Si no lo ha conseguido ya (aún es pronto para saberlo), a Isabel le quedan dos milímetros para terminar de hartar al pececito con sus exigencias. Sánchez es un hombre no ya audaz sino temerario: habría sido un buen capitán de los Tercios de Flandes… aunque fuese en la batalla de Rocroi, donde fueron derrotados. Es de los que sale del castillo, espada en mano, al frente de dos docenas de locos, para enfrentarse a un millar de enemigos; en esas circunstancias no le importan los cálculos, las estrategias ni tampoco la realidad. Está convencido de que tiene baraka y de que, al final, triunfará. O al menos flotará en medio del mar cubierto de los restos de su propio naufragio. Ya lo ha hecho más veces.

El Gobierno ha sido humillado y vejado donde más le podía doler, que no son los fondos europeos ni la inflación sino el orgullo de su presidente. No es en absoluto imposible que, ante el egoísmo adolescente y caprichoso de Isabel/Puigdemont, el pececito corte por lo sano y haga lo que hizo a finales de la primavera pasada: convocar elecciones generales, porque así es imposible gobernar. No hay negociador que aguante la serenidad ante un tipo que parece disfrutar cargándose lo ya acordado para añadir, en el último segundo: “Y ahora, dos huevos duros más”, como decían los hermanos Marx.

Si eso sucede, la única duda está en qué resultado obtendría Sánchez y hasta qué punto podría contener, con sus bien probadas artes de prestidigitador, el creciente y cada vez más sonoro hartazgo de millones de ciudadanos. Podría ser que ganase o podría ser que perdiese. Eso no lo sabemos.

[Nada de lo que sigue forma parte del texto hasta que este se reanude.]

//! Sample deal context and proposal for demos and previews.

use chrono::Utc;

use super::{FormData, ProposalData, ServiceCatalog};
use crate::selection::{build_service_text, Selection};

/// Sample form for a multi-location emergency care client, with every
/// built-in service selected.
pub fn sample_form() -> FormData {
    let catalog = ServiceCatalog::builtin();
    let services = build_service_text(&catalog, &Selection::select_all(&catalog));

    FormData::new()
        .with_client_name("Physicians Premier ER")
        .with_client_profile(
            "Physicians Premier ER is a network of freestanding emergency rooms operating multiple \
             locations across Texas. They provide 24/7 emergency medical care with board-certified \
             physicians, emphasizing compassion, efficiency, and patient-centered care. They are \
             expanding with new location openings and need comprehensive digital marketing support \
             across all locations.",
        )
        .with_project_type("Full-Service")
        .with_service_requirements(services)
        .with_budget_range("$8,000 - $15,000/month")
        .with_timeline("12-month retainer")
        .with_special_notes(
            "Must maintain consistent branding aligned with core values: Compassion, Efficiency, \
             Patient-Centered Care. Coordinate with facility directors for patient survey follow-up. \
             Multilingual content may be needed for certain locations.",
        )
}

/// Sample proposal matching [`sample_form`], dated today.
pub fn sample_proposal() -> ProposalData {
    ProposalData {
        proposal_title: Some(
            "Comprehensive Digital Marketing & Web Services Proposal for Physicians Premier ER"
                .to_string(),
        ),
        client_name: Some("Physicians Premier ER".to_string()),
        executive_summary: Some(
            "## Executive Summary\n\n\
             We propose a **comprehensive digital marketing and web services engagement** for \
             Physicians Premier ER, designed to support your multi-location emergency care network \
             with consistent, high-quality online presence management.\n\n\
             Our services span **website development and maintenance**, **SEO optimization**, \
             **content management**, **social media**, **blog content creation**, **patient review \
             systems**, **Google Business Profile management**, and **image optimization** across \
             all locations."
                .to_string(),
        ),
        client_context: Some(
            "## Client Context\n\n\
             Physicians Premier ER operates a **growing network of freestanding emergency rooms** \
             across Texas, providing 24/7 board-certified emergency medical care.\n\n\
             **Key Considerations:**\n\
             - Multiple locations requiring consistent branding and individual page management\n\
             - Ongoing new location openings requiring launch support\n\
             - Core values of **Compassion, Efficiency, and Patient-Centered Care** must be reflected in all content\n\
             - Local SEO is critical for emergency services visibility in each market"
                .to_string(),
        ),
        scope_of_work: Some(
            "## Scope of Work\n\n\
             ### Website Development & Maintenance\n\
             - Developing and updating website pages for multiple locations\n\
             - Performing backend WordPress theme and plugin updates weekly\n\n\
             ### Search Engine Optimization (SEO)\n\
             - Writing and posting SEO-friendly blog posts\n\
             - Adjusting and adding internal links to improve site navigation and SEO\n\n\
             ### Social Media Management\n\
             - Writing and designing social media posts for Facebook, Instagram, and Twitter\n\
             - Creating custom 250-word posts for Google My Business"
                .to_string(),
        ),
        deliverables: Some(
            "## Deliverables\n\n\
             - **Website Maintenance** - Weekly updates, bug fixes, and new page creation across all locations\n\
             - **Blog Content** - 4-8 SEO-optimized blog posts per month on health and safety topics\n\
             - **Patient Survey System** - Setup and ongoing tracking for new patient feedback\n\
             - **Monthly Reporting** - Performance summary covering traffic, SEO rankings, and engagement"
                .to_string(),
        ),
        pricing_breakdown: Some(
            "## Pricing Breakdown\n\n\
             | Service | Monthly Investment |\n\
             |---|---|\n\
             | Website Development & Maintenance | $2,500 |\n\
             | SEO Optimization | $2,000 |\n\
             | Content Updates & Management | $1,000 |\n\
             | Social Media Management | $2,000 |\n\
             | Blog Posts (4-8/month) | $1,500 |\n\
             | Patient Review System | $500 |\n\
             | Google Business Profile Management | $1,000 |\n\
             | Image Management | $500 |\n\n\
             **New Location Launch Add-on:** $2,500 per location (one-time setup)"
                .to_string(),
        ),
        total_estimate: Some("$11,000/month retainer + $2,500 per new location launch".to_string()),
        timeline_and_milestones: Some(
            "## Timeline & Milestones\n\n\
             **Month 1:** Onboarding & Audit\n\
             - Complete website audit across all locations\n\
             - Milestone: Audit report and content strategy delivered\n\n\
             **Month 2-3:** Foundation Building\n\
             - Optimize all existing location pages for SEO\n\
             - Milestone: All location pages optimized, first blog posts published\n\n\
             **Month 4-12:** Growth & Optimization\n\
             - Refine strategy based on performance data\n\
             - Milestone: Quarterly performance reviews with measurable growth metrics"
                .to_string(),
        ),
        terms_and_next_steps: Some(
            "## Terms & Next Steps\n\n\
             **Engagement Terms:**\n\
             - 12-month retainer agreement with monthly invoicing\n\
             - 30-day notice required for cancellation after initial 6-month commitment\n\n\
             **Next Steps:**\n\
             1. Review and approve this proposal\n\
             2. Schedule onboarding kickoff meeting with key stakeholders\n\
             3. Execute services agreement to begin Month 1 audit\n\n\
             **Validity:** This proposal is valid for 30 days from the date of issue."
                .to_string(),
        ),
        generated_date: Some(Utc::now().format("%Y-%m-%d").to_string()),
    }
}

#[cfg(test)]
mod tests {
    use super::*;
    use crate::model::ProposalSection;

    #[test]
    fn test_sample_form_is_valid() {
        let form = sample_form();
        assert!(form.validate().is_ok());
        assert!(form
            .service_requirements
            .starts_with("Website Development & Maintenance:\n- "));
        assert!(form.service_requirements.ends_with(
            "- Optimizing image file sizes for faster website performance"
        ));
    }

    #[test]
    fn test_sample_proposal_has_every_section() {
        let proposal = sample_proposal();
        for section in ProposalSection::ALL {
            assert!(proposal.section(section).is_some(), "{:?}", section);
        }
        assert_eq!(proposal.generated_date.as_deref().map(str::len), Some(10));
    }
}
//! Keeps a runtime visual object for every node of a content tree, rebuilding the objects in
//! the background as the content changes.
//!
//! The host owns the content tree and tells a [`ProxyEngine`] which nodes exist and what
//! changed about them. For every node the engine maintains a proxy: a small record living in a
//! generation-checked slot, which owns the node's current runtime object and keeps it attached
//! to the [`World`].
//!
//! # Change handling
//!
//! - **Transform and selection changes** are pushed straight to the attached runtime object.
//! - **Content changes** capture a snapshot of the node and hand it to a [`Compiler`] on a
//!   [`TaskSpawner`]. The new runtime object replaces the old one once compiled.
//! - **Visibility changes** detach the runtime object of a hidden node and compile a fresh one
//!   when the node is shown again.
//!
//! # Stale results
//!
//! Every compile carries a ticket naming the slot, the generation of the proxy in that slot
//! and the version of the proxy at the time the compile was started. The ticket is checked
//! before compiling and again before the result is installed. If the proxy was updated again,
//! removed or replaced by a different proxy reusing the slot, the result is dropped and
//! counted in [`EngineStats`]. This is the normal outcome of racing updates, not an error.
//!
//! # Apply modes
//!
//! In [`ApplyMode::Immediate`] the compile task installs its result itself. In
//! [`ApplyMode::Deferred`] results are queued and installed by
//! [`ProxyEngine::update_all_proxies()`], which lets the host choose the point in its frame at
//! which runtime objects change.
//!
//! # Storage
//!
//! Proxy records are stored in a [`block_pool::BlockPool`], so their memory is reused as
//! proxies come and go, and an optional capacity limit turns exhaustion into a
//! [`CreateProxyError::NoSlotAvailable`] instead of unbounded growth.

mod compiler;
mod content;
mod engine;
mod error;
mod geometry;
mod index_table;
mod pipeline;
mod record;
mod selectable;
mod spawner;
mod stats;
mod table;
mod worker_pool;
mod world;

pub use compiler::*;
pub use content::*;
pub use engine::{ApplyMode, ProxyEngine, ProxyEngineBuilder};
pub(crate) use engine::{EngineState, Shared};
pub use error::*;
pub use geometry::*;
pub(crate) use index_table::*;
pub(crate) use pipeline::*;
pub use record::ProxyHandle;
pub(crate) use record::{CompileTicket, ProxyRecord, SelectionState};
pub use selectable::*;
pub use spawner::*;
pub use stats::EngineStats;
pub(crate) use stats::StatsCounters;
pub(crate) use table::*;
pub use worker_pool::{Scheduler, WorkerPool, WorkerPoolBuilder};
pub use world::{RuntimeObject, World};
pub(crate) use world::WorldGate;
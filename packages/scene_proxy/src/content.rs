use std::fmt;

use bitflags::bitflags;

use crate::Placement;

/// Identity of a content node, stable for the lifetime of the node.
#[derive(Clone, Copy, Debug, Eq, Hash, Ord, PartialEq, PartialOrd)]
pub struct NodeId(u64);

impl NodeId {
    /// Wraps a raw node identity.
    #[must_use]
    pub const fn new(value: u64) -> Self {
        Self(value)
    }

    /// The raw node identity.
    #[must_use]
    pub const fn get(self) -> u64 {
        self.0
    }
}

impl fmt::Display for NodeId {
    fn fmt(&self, f: &mut fmt::Formatter<'_>) -> fmt::Result {
        write!(f, "#{}", self.0)
    }
}

/// Identity of a sub-object (component) of a content node or runtime object.
///
/// A content node and the runtime object compiled from it use the same component identities,
/// which is what allows picking results and selection state to be translated between them.
#[derive(Clone, Copy, Debug, Eq, Hash, Ord, PartialEq, PartialOrd)]
pub struct ComponentId(u32);

impl ComponentId {
    /// Wraps a raw component identity.
    #[must_use]
    pub const fn new(value: u32) -> Self {
        Self(value)
    }

    /// The raw component identity.
    #[must_use]
    pub const fn get(self) -> u32 {
        self.0
    }
}

/// A component of a content node, as reported by [`ContentNode::components()`].
#[derive(Clone, Copy, Debug, Eq, PartialEq)]
#[non_exhaustive]
pub struct ComponentInfo {
    /// Identity of the component.
    pub id: ComponentId,

    /// Whether the component itself is selected in the editor.
    pub selected: bool,
}

impl ComponentInfo {
    /// Describes a component.
    #[must_use]
    pub const fn new(id: ComponentId, selected: bool) -> Self {
        Self { id, selected }
    }
}

/// A node of the content tree that is mirrored by a proxy.
///
/// Content nodes are cheap to mutate and are owned by the host. The engine only reads from
/// them while servicing a [`ProxyEngine`][crate::ProxyEngine] call and never keeps references
/// to them afterwards - anything it needs later is captured by value.
pub trait ContentNode {
    /// Self-contained description of the node's content, consumed by a
    /// [`Compiler`][crate::Compiler] on a background thread.
    type Snapshot: Send + 'static;

    /// Identity of the node.
    fn id(&self) -> NodeId;

    /// The node's current world-space placement.
    fn placement(&self) -> Placement;

    /// Captures the data required to compile a runtime object for this node.
    ///
    /// Returns `None` if the node has nothing to compile, in which case no compile task is
    /// scheduled and any existing runtime object is left as it is.
    fn compile_snapshot(&self) -> Option<Self::Snapshot>;

    /// Whether the node should currently have a visual representation.
    fn is_visible(&self) -> bool;

    /// Whether the node itself is selected. Selection of ancestors is taken into account
    /// separately by walking [`parent()`](Self::parent).
    fn is_selected(&self) -> bool;

    /// The parent of the node, if it has one.
    fn parent(&self) -> Option<&Self>;

    /// The components of the node.
    fn components(&self) -> Vec<ComponentInfo>;
}

bitflags! {
    /// Describes which aspects of a content node have changed since its proxy was last updated.
    ///
    /// [`ProxyEngine::update_proxy()`][crate::ProxyEngine::update_proxy] removes each flag from
    /// the set as it services it. Bits not defined here are left untouched.
    #[derive(Clone, Copy, Debug, Default, Eq, Hash, PartialEq)]
    pub struct DirtyFlags: u32 {
        /// The node moved. The new placement is pushed directly to the runtime object.
        const TRANSFORM = 1 << 0;

        /// The content changed. A new runtime object is compiled in the background.
        const CONTENT = 1 << 1;

        /// The selection state of the node, one of its ancestors or one of its components
        /// changed.
        const SELECTION = 1 << 2;

        /// The node was shown or hidden.
        const VISIBILITY = 1 << 3;
    }
}
impl BlockPool {
    /// Creates a builder for configuring and constructing a [`BlockPool`].
    ///
    /// You must specify an element memory layout using either `.layout()` or
    /// `.layout_of::<T>()` before calling `.build()`.
    ///
    /// # Example
    ///
    /// ```rust
    /// use block_pool::BlockPool;
    ///
    /// let pool = BlockPool::builder().layout_of::<u128>().build();
    ///
    /// assert_eq!(pool.len(), 0);
    /// assert_eq!(pool.capacity(), 0);
    /// ```
    #[inline]
    pub fn builder() -> BlockPoolBuilder {
        BlockPoolBuilder::new()
    }

    /// # Panics
    ///
    /// Panics if the layout has zero size.
    #[must_use]
    pub(crate) fn new_inner(
        item_layout: Layout,
        drop_policy: DropPolicy,
        capacity_limit: Option<NonZero<usize>>,
    ) -> Self {
        assert!(
            item_layout.size() > 0,
            "BlockPool must have non-zero element size"
        );

        // pad_to_align() makes the size a multiple of the alignment, so consecutive elements
        // are all correctly aligned and the stride is never smaller than the alignment.
        let stride = NonZero::new(item_layout.pad_to_align().size())
            .expect("padded size of a non-zero-sized layout is non-zero");

        let largest_block = capacity_limit.map_or(MAX_BLOCK_CAPACITY, |limit| {
            limit.min(MAX_BLOCK_CAPACITY)
        });

        Self {
            item_layout,
            stride,
            drop_policy,
            capacity_limit,
            header_mask_words: mask_words_for(largest_block.get()),
            blocks: Vec::new(),
            has_space_head: None,
            full_head: None,
            length: 0,
            capacity: 0,
        }
    }

    /// The memory layout of the elements in this pool.
    #[must_use]
    #[inline]
    pub fn item_layout(&self) -> Layout {
        self.item_layout
    }

    /// Distance in bytes between consecutive elements of a block.
    ///
    /// This is the element size rounded up to the element alignment.
    #[must_use]
    #[inline]
    pub fn element_stride(&self) -> usize {
        self.stride.get()
    }

    /// The cap on total capacity set via
    /// [`BlockPoolBuilder::capacity_limit()`], if any.
    #[must_use]
    #[inline]
    pub fn capacity_limit(&self) -> Option<NonZero<usize>> {
        self.capacity_limit
    }

    /// Number of free-mask words in the header of the largest block this pool can create.
    #[must_use]
    #[inline]
    pub fn header_mask_words(&self) -> usize {
        self.header_mask_words
    }

    /// The number of currently allocated elements.
    #[must_use]
    #[cfg_attr(test, mutants::skip)] // Can be mutated to infinitely growing memory use and/or infinite loop.
    #[inline]
    pub fn len(&self) -> usize {
        debug_assert_eq!(
            self.length,
            self.blocks.iter().map(Block::len).sum::<usize>()
        );

        self.length
    }

    /// Whether the pool has no allocated elements.
    ///
    /// An empty pool may still be holding blocks of memory.
    #[must_use]
    #[inline]
    pub fn is_empty(&self) -> bool {
        self.length == 0
    }

    /// The number of elements the pool can hand out without adding a block.
    #[must_use]
    #[inline]
    pub fn capacity(&self) -> usize {
        self.capacity
    }

    /// The number of blocks the pool has allocated so far.
    #[must_use]
    #[inline]
    pub fn block_count(&self) -> usize {
        self.blocks.len()
    }

    /// Allocates one element and returns a pointer to its (uninitialized) memory.
    ///
    /// The pointer is aligned to the alignment of the pool's item layout and remains valid until
    /// it is passed to [`free()`](Self::free) or the pool is dropped.
    ///
    /// If no block has a free element, a new block is added first. Returns `None` if that new
    /// block cannot be obtained, either because the system is out of memory or because the
    /// pool's capacity limit has been reached. The caller decides whether that is fatal.
    #[must_use]
    pub fn alloc(&mut self) -> Option<NonNull<u8>> {
        let block_index = match self.has_space_head {
            Some(index) => index,
            None => self.add_block()?,
        };

        let block = self.block_mut(block_index);

        let ptr = block
            .take_first_free()
            .expect("every block in the has-space list has at least one free element");

        if block.is_full() {
            self.move_block(block_index, BlockList::Full);
        }

        // Cannot overflow because that would imply more elements than virtual memory.
        self.length = self.length.wrapping_add(1);

        debug_assert_eq!(
            ptr.as_ptr().align_offset(self.item_layout.align()),
            0,
            "element pointer {ptr:?} is not aligned to {}",
            self.item_layout.align()
        );

        #[cfg(debug_assertions)]
        self.integrity_check();

        Some(ptr)
    }

    /// Returns an element to the pool, making its memory available for future allocations.
    ///
    /// The owning block is found by a linear scan over all blocks. This is fine as long as the
    /// number of blocks stays small compared to the number of elements, which the block growth
    /// rule ensures for all but enormous pools.
    ///
    /// # Panics
    ///
    /// In debug builds, panics if `ptr` was not allocated from this pool or if the element has
    /// already been freed. Release builds ignore such calls.
    ///
    /// # Safety
    ///
    /// The caller must ensure that `ptr` is not used after this call and that any value stored
    /// in the element has already been dropped or moved out (or does not need dropping).
    pub unsafe fn free(&mut self, ptr: NonNull<u8>) {
        let Some((block_index, element_index)) = self.locate(ptr) else {
            if cfg!(debug_assertions) {
                panic!("attempted to free {ptr:?} which does not belong to any block of this pool");
            }

            return;
        };

        let block = self.block_mut(block_index);
        let was_full = block.is_full();

        if !block.release(element_index) {
            if cfg!(debug_assertions) {
                panic!("double free of element {element_index} in block {block_index} ({ptr:?})");
            }

            return;
        }

        if was_full {
            self.move_block(block_index, BlockList::HasSpace);
        }

        // Cannot underflow because we just released an allocated element.
        self.length = self.length.wrapping_sub(1);

        #[cfg(debug_assertions)]
        self.integrity_check();
    }

    /// Allocates an element and moves `value` into it.
    ///
    /// Returns `None` (dropping `value`) if no element could be allocated.
    ///
    /// # Panics
    ///
    /// In debug builds, panics if the layout of `T` does not match the pool's item layout.
    ///
    /// # Safety
    ///
    /// The caller must ensure that the layout of `T` matches the pool's item layout and that the
    /// value is eventually taken back out via [`remove()`](Self::remove) (or is fine to leak).
    #[must_use]
    pub unsafe fn insert<T>(&mut self, value: T) -> Option<NonNull<T>> {
        debug_assert_eq!(
            Layout::new::<T>(),
            self.item_layout,
            "T layout does not match pool's item layout"
        );

        let ptr = self.alloc()?.cast::<T>();

        // SAFETY: The element was just allocated for us, is properly aligned for the pool's
        // layout (which the caller guarantees matches T) and nobody else references it.
        unsafe {
            ptr.write(value);
        }

        Some(ptr)
    }

    /// Moves the value out of an element and frees the element.
    ///
    /// # Panics
    ///
    /// In debug builds, panics if `ptr` was not allocated from this pool.
    ///
    /// # Safety
    ///
    /// The caller must ensure that `ptr` was returned by [`insert()`](Self::insert) on this pool
    /// with the same `T`, has not been removed or freed since, and is not used after this call.
    #[must_use]
    pub unsafe fn remove<T>(&mut self, ptr: NonNull<T>) -> T {
        debug_assert!(
            self.is_allocated(ptr.cast()),
            "attempted to remove {ptr:?} which is not an allocated element of this pool"
        );

        // SAFETY: The caller guarantees the element holds an initialized T.
        let value = unsafe { ptr.read() };

        // SAFETY: We moved the value out above, so the element no longer holds anything
        // that needs dropping. The caller guarantees the pointer is not used again.
        unsafe {
            self.free(ptr.cast());
        }

        value
    }

    /// Whether `ptr` points to a currently allocated element of this pool.
    #[must_use]
    pub fn is_allocated(&self, ptr: NonNull<u8>) -> bool {
        self.locate(ptr)
            .is_some_and(|(block_index, element_index)| {
                self.block(block_index).is_allocated(element_index)
            })
    }

    /// Adds a new block to the "has space" list and returns its index.
    fn add_block(&mut self) -> Option<usize> {
        let mut block_capacity = next_block_capacity(self.capacity);

        if let Some(limit) = self.capacity_limit {
            block_capacity = block_capacity.min(limit.get().saturating_sub(self.capacity));
        }

        let Some(block_capacity) = NonZero::new(block_capacity) else {
            debug!(
                capacity = self.capacity,
                "block pool has reached its capacity limit"
            );
            return None;
        };

        let Some(block) = Block::new(self.stride, self.item_layout.align(), block_capacity) else {
            debug!(
                block_capacity = block_capacity.get(),
                element_stride = self.stride.get(),
                "failed to allocate memory for a new block"
            );
            return None;
        };

        let block_index = self.blocks.len();
        self.blocks.push(block);

        // Cannot overflow because that would imply more elements than virtual memory.
        self.capacity = self.capacity.wrapping_add(block_capacity.get());

        self.link_front(block_index, BlockList::HasSpace);

        debug!(
            block_index,
            block_capacity = block_capacity.get(),
            total_capacity = self.capacity,
            "added block to pool"
        );

        Some(block_index)
    }

    /// Finds the block and element index that `ptr` refers to by scanning both block lists.
    fn locate(&self, ptr: NonNull<u8>) -> Option<(usize, usize)> {
        [self.full_head, self.has_space_head]
            .into_iter()
            .find_map(|head| self.locate_in_list(head, ptr))
    }

    fn locate_in_list(&self, head: Option<usize>, ptr: NonNull<u8>) -> Option<(usize, usize)> {
        let mut cursor = head;

        while let Some(block_index) = cursor {
            let block = self.block(block_index);

            if let Some(element_index) = block.element_index_of(ptr) {
                return Some((block_index, element_index));
            }

            cursor = block.next();
        }

        None
    }

    fn head(&self, list: BlockList) -> Option<usize> {
        match list {
            BlockList::HasSpace => self.has_space_head,
            BlockList::Full => self.full_head,
        }
    }

    fn set_head(&mut self, list: BlockList, head: Option<usize>) {
        match list {
            BlockList::HasSpace => self.has_space_head = head,
            BlockList::Full => self.full_head = head,
        }
    }

    fn link_front(&mut self, block_index: usize, list: BlockList) {
        let old_head = self.head(list);

        if let Some(old_head) = old_head {
            self.block_mut(old_head).set_prev(Some(block_index));
        }

        self.block_mut(block_index).set_links(list, None, old_head);
        self.set_head(list, Some(block_index));
    }

    fn unlink(&mut self, block_index: usize) {
        let block = self.block(block_index);
        let (list, prev, next) = (block.list(), block.prev(), block.next());

        match prev {
            Some(prev) => self.block_mut(prev).set_next(next),
            None => self.set_head(list, next),
        }

        if let Some(next) = next {
            self.block_mut(next).set_prev(prev);
        }
    }

    fn move_block(&mut self, block_index: usize, to: BlockList) {
        self.unlink(block_index);
        self.link_front(block_index, to);
    }

    fn block(&self, block_index: usize) -> &Block {
        self.blocks
            .get(block_index)
            .expect("block list links always refer to existing blocks")
    }

    fn block_mut(&mut self, block_index: usize) -> &mut Block {
        self.blocks
            .get_mut(block_index)
            .expect("block list links always refer to existing blocks")
    }

    /// Verifies the bookkeeping of the pool: every block is in exactly the list that matches
    /// its fill state, the lists are consistently linked and the cached totals are accurate.
    #[cfg(debug_assertions)]
    #[cfg_attr(test, mutants::skip)] // This is essentially test logic, mutation is meaningless.
    pub(crate) fn integrity_check(&self) {
        let mut visited_blocks: usize = 0;

        for list in [BlockList::HasSpace, BlockList::Full] {
            let mut prev = None;
            let mut cursor = self.head(list);

            while let Some(block_index) = cursor {
                let block = self.block(block_index);
                block.integrity_check();

                assert!(
                    block.mask_words() <= self.header_mask_words,
                    "block {block_index} has a larger free mask than any block of this pool may have"
                );
                assert_eq!(
                    block.len().wrapping_add(block.free_count()),
                    block.capacity(),
                    "block {block_index} miscounts its elements"
                );

                assert_eq!(
                    block.list(),
                    list,
                    "block {block_index} is reachable from the {list:?} list but thinks it is in {:?}",
                    block.list()
                );
                assert_eq!(
                    block.prev(),
                    prev,
                    "block {block_index} has a broken back link"
                );

                visited_blocks = visited_blocks.wrapping_add(1);
                assert!(
                    visited_blocks <= self.blocks.len(),
                    "block lists contain a cycle"
                );

                prev = Some(block_index);
                cursor = block.next();
            }
        }

        assert_eq!(
            visited_blocks,
            self.blocks.len(),
            "some blocks are not linked into any list"
        );

        let observed_length: usize = self.blocks.iter().map(Block::len).sum();
        assert_eq!(
            observed_length, self.length,
            "pool length {} does not match the {observed_length} allocated elements in its blocks",
            self.length
        );

        let observed_capacity: usize = self.blocks.iter().map(Block::capacity).sum();
        assert_eq!(
            observed_capacity, self.capacity,
            "pool capacity {} does not match the total block capacity {observed_capacity}",
            self.capacity
        );
    }
}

El hartazgo de los votantes catalanes

De lo que no cabe ninguna duda es que de la amnistía y de Puigdemont no quedarían ni las raspas. Ni la sombra. De ese hombre está harta mucha gente. Pero mucho más que Sánchez, mucho más que el común de los ciudadanos, mucho más que su propio partido e incluso muchísimo más que ERC (que ya es decir), quien más harto está del caprichoso Puigdemont son sus votantes catalanes, que son conservadores, que son gente de la ceba, como suele decirse allí, y que pueden tolerar muchas cosas pero nunca hacer el ridículo.

Es probable, o como mínimo posible, que la tonta Isabel esté a punto de volver a vivir en su humilde cabaña después de haberlo tenido todo. Y el pececito de la suerte no volverá. Nunca vuelve.